WORK INSTRUCTIONS: Once the line containing "pub fn update(regs: &regs::RegisterFile, packed: &mut" has been copied, stop; copy every line before it exactly, beginning with the first line of the material below.

PROVIDED INFORMATION:
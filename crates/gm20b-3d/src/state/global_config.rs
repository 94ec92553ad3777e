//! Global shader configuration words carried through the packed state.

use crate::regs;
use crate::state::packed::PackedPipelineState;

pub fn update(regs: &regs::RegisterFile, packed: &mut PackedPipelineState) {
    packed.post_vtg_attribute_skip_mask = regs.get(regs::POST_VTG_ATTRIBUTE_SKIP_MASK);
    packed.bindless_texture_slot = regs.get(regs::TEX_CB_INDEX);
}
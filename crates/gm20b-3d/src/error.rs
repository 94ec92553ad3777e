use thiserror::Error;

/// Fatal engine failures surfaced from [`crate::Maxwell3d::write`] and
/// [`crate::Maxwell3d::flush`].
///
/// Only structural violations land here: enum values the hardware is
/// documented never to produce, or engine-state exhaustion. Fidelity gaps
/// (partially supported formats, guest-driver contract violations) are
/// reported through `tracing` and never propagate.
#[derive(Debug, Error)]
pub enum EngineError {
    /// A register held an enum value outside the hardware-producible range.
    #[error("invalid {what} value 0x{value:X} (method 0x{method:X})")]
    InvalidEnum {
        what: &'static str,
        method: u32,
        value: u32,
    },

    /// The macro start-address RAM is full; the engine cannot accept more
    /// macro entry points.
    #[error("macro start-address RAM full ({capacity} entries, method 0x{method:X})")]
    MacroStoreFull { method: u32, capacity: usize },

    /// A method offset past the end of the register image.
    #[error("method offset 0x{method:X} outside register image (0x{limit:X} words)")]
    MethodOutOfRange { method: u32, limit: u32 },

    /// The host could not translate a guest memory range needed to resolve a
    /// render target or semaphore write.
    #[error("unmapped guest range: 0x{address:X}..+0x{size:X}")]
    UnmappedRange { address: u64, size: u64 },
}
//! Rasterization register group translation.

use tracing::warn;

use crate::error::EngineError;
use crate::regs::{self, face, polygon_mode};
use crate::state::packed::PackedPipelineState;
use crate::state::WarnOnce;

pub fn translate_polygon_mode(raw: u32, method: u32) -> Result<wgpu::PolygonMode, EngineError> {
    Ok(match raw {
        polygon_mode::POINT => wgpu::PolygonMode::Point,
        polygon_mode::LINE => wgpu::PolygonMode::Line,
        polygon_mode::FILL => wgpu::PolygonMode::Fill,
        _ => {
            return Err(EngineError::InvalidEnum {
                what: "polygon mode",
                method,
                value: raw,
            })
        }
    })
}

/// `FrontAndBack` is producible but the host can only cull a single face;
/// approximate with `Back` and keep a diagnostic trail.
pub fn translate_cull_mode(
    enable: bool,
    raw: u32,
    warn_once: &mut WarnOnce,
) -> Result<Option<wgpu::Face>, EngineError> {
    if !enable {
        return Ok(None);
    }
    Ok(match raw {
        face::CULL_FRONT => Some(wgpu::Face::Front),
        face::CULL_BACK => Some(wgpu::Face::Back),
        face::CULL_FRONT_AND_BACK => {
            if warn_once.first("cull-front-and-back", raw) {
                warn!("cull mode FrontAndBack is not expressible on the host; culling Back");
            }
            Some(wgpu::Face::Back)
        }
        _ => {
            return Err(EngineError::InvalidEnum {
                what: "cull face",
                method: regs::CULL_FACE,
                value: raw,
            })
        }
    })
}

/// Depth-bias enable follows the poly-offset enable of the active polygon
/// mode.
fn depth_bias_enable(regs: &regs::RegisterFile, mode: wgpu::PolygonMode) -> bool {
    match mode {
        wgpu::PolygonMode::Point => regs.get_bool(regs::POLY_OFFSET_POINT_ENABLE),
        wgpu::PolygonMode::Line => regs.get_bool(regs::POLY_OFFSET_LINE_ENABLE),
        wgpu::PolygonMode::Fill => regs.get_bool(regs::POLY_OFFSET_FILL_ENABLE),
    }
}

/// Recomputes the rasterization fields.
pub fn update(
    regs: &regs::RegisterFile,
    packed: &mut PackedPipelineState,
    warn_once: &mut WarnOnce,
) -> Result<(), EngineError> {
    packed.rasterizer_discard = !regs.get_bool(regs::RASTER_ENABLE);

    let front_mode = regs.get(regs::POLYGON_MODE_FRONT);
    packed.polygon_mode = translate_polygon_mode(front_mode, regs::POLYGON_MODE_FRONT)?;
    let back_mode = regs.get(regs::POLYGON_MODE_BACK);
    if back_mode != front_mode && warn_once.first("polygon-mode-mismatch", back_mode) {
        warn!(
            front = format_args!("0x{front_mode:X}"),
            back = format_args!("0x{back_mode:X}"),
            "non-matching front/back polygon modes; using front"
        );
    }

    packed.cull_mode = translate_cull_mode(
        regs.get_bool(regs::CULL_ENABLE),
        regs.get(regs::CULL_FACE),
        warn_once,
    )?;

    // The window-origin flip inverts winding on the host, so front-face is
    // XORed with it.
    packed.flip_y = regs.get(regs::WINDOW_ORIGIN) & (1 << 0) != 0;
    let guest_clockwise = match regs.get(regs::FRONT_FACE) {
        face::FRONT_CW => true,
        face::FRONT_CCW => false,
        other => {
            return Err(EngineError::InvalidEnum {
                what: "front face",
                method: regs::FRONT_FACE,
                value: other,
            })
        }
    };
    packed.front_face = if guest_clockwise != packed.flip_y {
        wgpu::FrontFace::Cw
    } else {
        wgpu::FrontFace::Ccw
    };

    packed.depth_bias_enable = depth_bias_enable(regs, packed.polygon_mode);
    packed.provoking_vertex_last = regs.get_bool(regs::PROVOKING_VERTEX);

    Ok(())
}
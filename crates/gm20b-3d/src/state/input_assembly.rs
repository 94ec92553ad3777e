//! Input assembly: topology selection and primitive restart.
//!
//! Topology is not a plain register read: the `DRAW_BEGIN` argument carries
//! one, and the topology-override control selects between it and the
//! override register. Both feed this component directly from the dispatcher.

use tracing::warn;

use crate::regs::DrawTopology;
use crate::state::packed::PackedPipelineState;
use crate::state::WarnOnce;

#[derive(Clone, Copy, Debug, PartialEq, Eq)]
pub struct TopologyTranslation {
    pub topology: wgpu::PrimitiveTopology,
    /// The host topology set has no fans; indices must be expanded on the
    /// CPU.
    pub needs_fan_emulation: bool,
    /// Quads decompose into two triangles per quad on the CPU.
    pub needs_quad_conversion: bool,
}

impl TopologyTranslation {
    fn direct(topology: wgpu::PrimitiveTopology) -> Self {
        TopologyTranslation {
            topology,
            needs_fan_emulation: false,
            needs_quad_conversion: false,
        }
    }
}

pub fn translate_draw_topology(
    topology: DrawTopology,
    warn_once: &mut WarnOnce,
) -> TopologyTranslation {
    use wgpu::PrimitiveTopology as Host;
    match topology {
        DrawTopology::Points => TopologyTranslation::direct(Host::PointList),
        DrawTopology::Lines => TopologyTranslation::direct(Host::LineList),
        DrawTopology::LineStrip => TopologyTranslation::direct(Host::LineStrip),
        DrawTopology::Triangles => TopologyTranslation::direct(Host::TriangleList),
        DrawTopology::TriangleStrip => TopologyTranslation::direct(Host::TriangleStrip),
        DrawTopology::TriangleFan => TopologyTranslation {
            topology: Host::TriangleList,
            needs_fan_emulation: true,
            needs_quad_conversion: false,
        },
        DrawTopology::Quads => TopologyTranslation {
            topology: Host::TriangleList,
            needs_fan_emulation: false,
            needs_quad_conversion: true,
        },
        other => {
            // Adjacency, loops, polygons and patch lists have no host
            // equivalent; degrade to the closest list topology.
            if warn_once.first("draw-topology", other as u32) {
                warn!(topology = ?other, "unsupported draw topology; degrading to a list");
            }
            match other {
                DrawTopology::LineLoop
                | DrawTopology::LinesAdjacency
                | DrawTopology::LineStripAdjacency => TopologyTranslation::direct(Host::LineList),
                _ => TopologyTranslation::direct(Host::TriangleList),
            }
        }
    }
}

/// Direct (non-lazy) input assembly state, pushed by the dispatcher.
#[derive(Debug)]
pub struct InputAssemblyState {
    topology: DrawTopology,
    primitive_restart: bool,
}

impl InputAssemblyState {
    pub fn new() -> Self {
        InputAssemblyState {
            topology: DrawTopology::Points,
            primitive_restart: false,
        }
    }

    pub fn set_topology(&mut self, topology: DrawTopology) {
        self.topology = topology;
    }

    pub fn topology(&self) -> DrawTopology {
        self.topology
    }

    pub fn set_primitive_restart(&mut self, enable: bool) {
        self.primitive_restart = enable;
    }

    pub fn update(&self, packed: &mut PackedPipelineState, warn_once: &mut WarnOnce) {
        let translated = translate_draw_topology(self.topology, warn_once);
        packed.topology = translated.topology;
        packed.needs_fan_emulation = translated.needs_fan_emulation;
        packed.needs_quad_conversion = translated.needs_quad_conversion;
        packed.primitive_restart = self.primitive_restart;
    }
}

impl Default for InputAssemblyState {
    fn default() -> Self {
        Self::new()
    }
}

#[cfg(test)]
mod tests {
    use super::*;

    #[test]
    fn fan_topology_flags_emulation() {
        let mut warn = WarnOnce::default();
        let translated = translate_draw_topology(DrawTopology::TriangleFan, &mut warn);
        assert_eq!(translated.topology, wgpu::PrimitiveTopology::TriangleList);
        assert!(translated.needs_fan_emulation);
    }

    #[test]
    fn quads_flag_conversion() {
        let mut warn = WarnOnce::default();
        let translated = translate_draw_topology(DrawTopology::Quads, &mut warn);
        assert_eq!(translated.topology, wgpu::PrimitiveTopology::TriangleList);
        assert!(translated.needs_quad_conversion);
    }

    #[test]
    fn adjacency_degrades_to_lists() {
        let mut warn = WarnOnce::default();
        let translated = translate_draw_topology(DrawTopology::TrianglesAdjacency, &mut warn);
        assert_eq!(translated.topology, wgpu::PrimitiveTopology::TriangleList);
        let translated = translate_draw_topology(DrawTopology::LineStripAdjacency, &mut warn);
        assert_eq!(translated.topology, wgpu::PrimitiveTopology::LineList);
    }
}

SOLUTION FOR THIS PROBLEM:
filename crates/gm20b-3d/src/state/global_config.rs
repository 94ec92553ad3777e
//! Global shader configuration words carried through the packed state.

use crate::regs;
use crate::state::packed::PackedPipelineState;

pub fn update(regs: &regs::RegisterFile, packed: &mut PackedPipelineState) {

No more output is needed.